DraftKings stock jumped more than 11% in pre-market trading after the company raised its revenue expectations for the year.
DraftKings says it now expects full-year revenue to be in the range of $540 million to $560 million. It had previously predicted sales to be between $500 million and $540 million.
Any upward revision is good news during what has been a wild year for the Boston-based company. DraftKings went public via acquisition earlier this year, in the middle of a pandemic that halted the entire U.S. sports calendar. The return of sports and the expansion of legal sports betting to more states has helped the stock grow 130% from the price on its first day of trading.

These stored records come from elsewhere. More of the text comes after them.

//! Subscription types for live dataset updates.

use crate::delivery::Job;
use crate::error::SyncError;
use crate::query::Fingerprint;
use crate::transport::ChannelMessage;
use crate::types::{Document, SubscriberId};
use crossbeam_channel::{Receiver, Sender, TrySendError};
use std::sync::Arc;
use tracing::warn;

/// Lifecycle of a wire-level subscription.
#[derive(Clone, Copy, Debug, PartialEq, Eq)]
pub enum SubscriptionState {
    Unsubscribed,
    /// Subscribe request sent, not yet acknowledged.
    Registering,
    Subscribed,
    /// Last subscriber left; retraction requested and retried until acknowledged.
    Unsubscribing,
}

/// The full dataset plus what changed since the previous notification.
#[derive(Clone, Debug, Default, PartialEq)]
pub struct ChangeSet {
    pub documents: Vec<Document>,
    pub added: Vec<Document>,
    pub updated: Vec<Document>,
    pub removed: Vec<Document>,
}

impl ChangeSet {
    /// A replay of an existing dataset: everything counts as added.
    pub fn replay(documents: Vec<Document>) -> Self {
        Self {
            added: documents.clone(),
            documents,
            updated: Vec::new(),
            removed: Vec::new(),
        }
    }

    /// For single-document subscriptions: the current document, or a
    /// tombstone when the dataset is empty.
    pub fn single(&self, collection: &str, id: &str) -> Document {
        self.documents
            .last()
            .cloned()
            .unwrap_or_else(|| Document::removed(collection, id))
    }
}

/// Events delivered to subscribers.
#[derive(Clone, Debug, PartialEq)]
pub enum SubscriptionEvent {
    /// The collection dataset changed (or was delivered for the first time).
    Changed(ChangeSet),

    /// A message arrived on a subscribed channel.
    Message(ChannelMessage),

    /// The subscription failed. Terminal: no further events follow.
    Failed(SyncError),
}

/// Callback invoked on the delivery executor.
pub type SubscriptionCallback = Arc<dyn Fn(SubscriptionEvent) + Send + Sync + 'static>;

/// Where a subscriber's events go.
#[derive(Clone)]
pub(crate) enum EventSink {
    /// Bounded queue read through a [`SubscriptionHandle`]. The underlying
    /// channel holds one slot more than `capacity`, kept for the terminal
    /// overflow failure.
    Channel {
        sender: Sender<SubscriptionEvent>,
        capacity: usize,
    },
    /// Run on the delivery executor once coordination locks are released.
    Callback(SubscriptionCallback),
}

impl EventSink {
    /// A channel sink buffering up to `capacity` undelivered events.
    pub(crate) fn bounded(capacity: usize) -> (Self, Receiver<SubscriptionEvent>) {
        let capacity = capacity.max(1);
        let (sender, receiver) = crossbeam_channel::bounded(capacity + 1);
        (EventSink::Channel { sender, capacity }, receiver)
    }
}

/// Deliveries produced while a manager was locked.
///
/// Channel sinks are written immediately since `try_send` never blocks.
/// Callback jobs and dead subscribers are handled by the registry after the
/// guards drop.
#[derive(Default)]
pub(crate) struct Outbox {
    pub(crate) jobs: Vec<Job>,
    pub(crate) dead: Vec<SubscriberId>,
}

impl Outbox {
    pub(crate) fn is_empty(&self) -> bool {
        self.jobs.is_empty() && self.dead.is_empty()
    }

    pub(crate) fn append(&mut self, mut other: Outbox) {
        self.jobs.append(&mut other.jobs);
        self.dead.append(&mut other.dead);
    }
}

/// One logical subscriber attached to a manager.
#[derive(Clone)]
pub(crate) struct Subscriber {
    pub(crate) id: SubscriberId,
    pub(crate) sink: EventSink,
}

impl Subscriber {
    /// Hand an event over without blocking.
    ///
    /// A dropped receiver or a full buffer marks the subscriber dead. On
    /// overflow the reserved slot carries a terminal failure.
    pub(crate) fn deliver(&self, event: SubscriptionEvent, outbox: &mut Outbox) {
        match &self.sink {
            EventSink::Channel { sender, capacity } => {
                if sender.len() >= *capacity {
                    warn!(subscriber = self.id.0, capacity, "subscriber buffer full, dropping");
                    let overflow = SyncError::BufferOverflow {
                        capacity: *capacity,
                    };
                    let _ = sender.try_send(SubscriptionEvent::Failed(overflow));
                    outbox.dead.push(self.id);
                    return;
                }
                match sender.try_send(event) {
                    Ok(()) => {}
                    Err(TrySendError::Full(_)) | Err(TrySendError::Disconnected(_)) => {
                        outbox.dead.push(self.id)
                    }
                }
            }
            EventSink::Callback(callback) => {
                let callback = Arc::clone(callback);
                outbox.jobs.push(Box::new(move || callback(event)));
            }
        }
    }
}

/// Handle to a channel-backed subscription.
///
/// Dropping the handle does not unsubscribe immediately; the subscriber is
/// detached on the next delivery attempt. A handle that stops draining is
/// detached once its buffer fills, and receives
/// [`SyncError::BufferOverflow`] as its last event.
pub struct SubscriptionHandle {
    pub id: SubscriberId,
    pub fingerprint: Fingerprint,
    /// Channel to receive events.
    pub receiver: Receiver<SubscriptionEvent>,
}

impl SubscriptionHandle {
    /// Receive the next event (blocking).
    pub fn recv(&self) -> Result<SubscriptionEvent, crossbeam_channel::RecvError> {
        self.receiver.recv()
    }

    /// Try to receive an event (non-blocking).
    pub fn try_recv(&self) -> Result<SubscriptionEvent, crossbeam_channel::TryRecvError> {
        self.receiver.try_recv()
    }

    /// Receive with timeout.
    pub fn recv_timeout(
        &self,
        timeout: std::time::Duration,
    ) -> Result<SubscriptionEvent, crossbeam_channel::RecvTimeoutError> {
        self.receiver.recv_timeout(timeout)
    }
}
//! Per-document operations collected during one reconciliation pass.

use crate::types::Document;
use indexmap::IndexMap;

/// What happened to a document relative to the previous dataset.
#[derive(Clone, Copy, Debug, PartialEq, Eq)]
pub enum OperationKind {
    Insert,
    Update,
    Remove,
    None,
}

/// A document paired with its classification.
#[derive(Clone, Debug, PartialEq)]
pub struct DocumentOperation {
    pub document: Document,
    pub kind: OperationKind,
}

impl DocumentOperation {
    pub fn new(document: Document, kind: OperationKind) -> Self {
        Self { document, kind }
    }
}

/// Resolve a later classification against an earlier one for the same
/// identity. `None` in the result means both cancel out.
fn merge_kinds(previous: OperationKind, next: OperationKind) -> Option<OperationKind> {
    use OperationKind::*;

    match (previous, next) {
        (prev, None) => Some(prev),
        (None, next) => Some(next),
        (Insert, Insert) | (Insert, Update) => Some(Insert),
        (Insert, Remove) => Option::None,
        (Update, Insert) | (Update, Update) => Some(Update),
        (Update, Remove) => Some(Remove),
        (Remove, Insert) | (Remove, Update) => Some(Update),
        (Remove, Remove) => Some(Remove),
    }
}

/// Operations keyed by document identity, in first-seen order.
#[derive(Clone, Debug, Default)]
pub struct OperationSet {
    entries: IndexMap<String, DocumentOperation>,
}

impl OperationSet {
    pub fn new() -> Self {
        Self::default()
    }

    pub fn len(&self) -> usize {
        self.entries.len()
    }

    pub fn is_empty(&self) -> bool {
        self.entries.is_empty()
    }

    pub fn get(&self, id: &str) -> Option<&DocumentOperation> {
        self.entries.get(id)
    }

    /// Record an operation, overwriting whatever was recorded for the identity.
    pub fn replace(&mut self, operation: DocumentOperation) {
        self.entries.insert(operation.document.id.clone(), operation);
    }

    /// Record an operation, resolving it against an earlier one for the same
    /// identity by priority. The surviving entry carries the newest document
    /// unless the new classification is a no-op.
    pub fn merge(&mut self, operation: DocumentOperation) {
        let Some(existing) = self.entries.get_mut(&operation.document.id) else {
            self.entries
                .insert(operation.document.id.clone(), operation);
            return;
        };

        match merge_kinds(existing.kind, operation.kind) {
            Some(kind) => {
                if operation.kind != OperationKind::None {
                    existing.document = operation.document;
                }
                existing.kind = kind;
            }
            None => {
                self.entries.shift_remove(&operation.document.id);
            }
        }
    }

    /// Split into inserted, updated and removed documents. No-ops are dropped.
    pub fn partition(self) -> (Vec<Document>, Vec<Document>, Vec<Document>) {
        let mut inserted = Vec::new();
        let mut updated = Vec::new();
        let mut removed = Vec::new();

        for (_, operation) in self.entries {
            match operation.kind {
                OperationKind::Insert => inserted.push(operation.document),
                OperationKind::Update => updated.push(operation.document),
                OperationKind::Remove => removed.push(operation.document),
                OperationKind::None => {}
            }
        }

        (inserted, updated, removed)
    }
}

Last week’s election delivered good news as well. Gambling or sports betting initiatives were on the ballot in a handful of states, and all passed comfortably. DraftKings has mobile sports betting in 10 different states, more than any other sportsbook. Those states represent 20% of the U.S. population.
For the three months ended Sept. 30, DraftKings reported revenue of $133 million, roughly in line with analyst expectations. In that span, primarily because of a marketing spend that exceeded $200 million, the company lost $348 million, with net losses of $0.98 per share. However, DraftKings ended the quarter with more than $1.1 billion in cash on hand, which could give the company an opportunity to be aggressive in acquisitions.
To give a sense of the company’s projected growth, DraftKings says 2021 revenue is expected to be between $750 million and $850 million. Something in the middle of that range would be a roughly 45% growth over this year’s expected targets.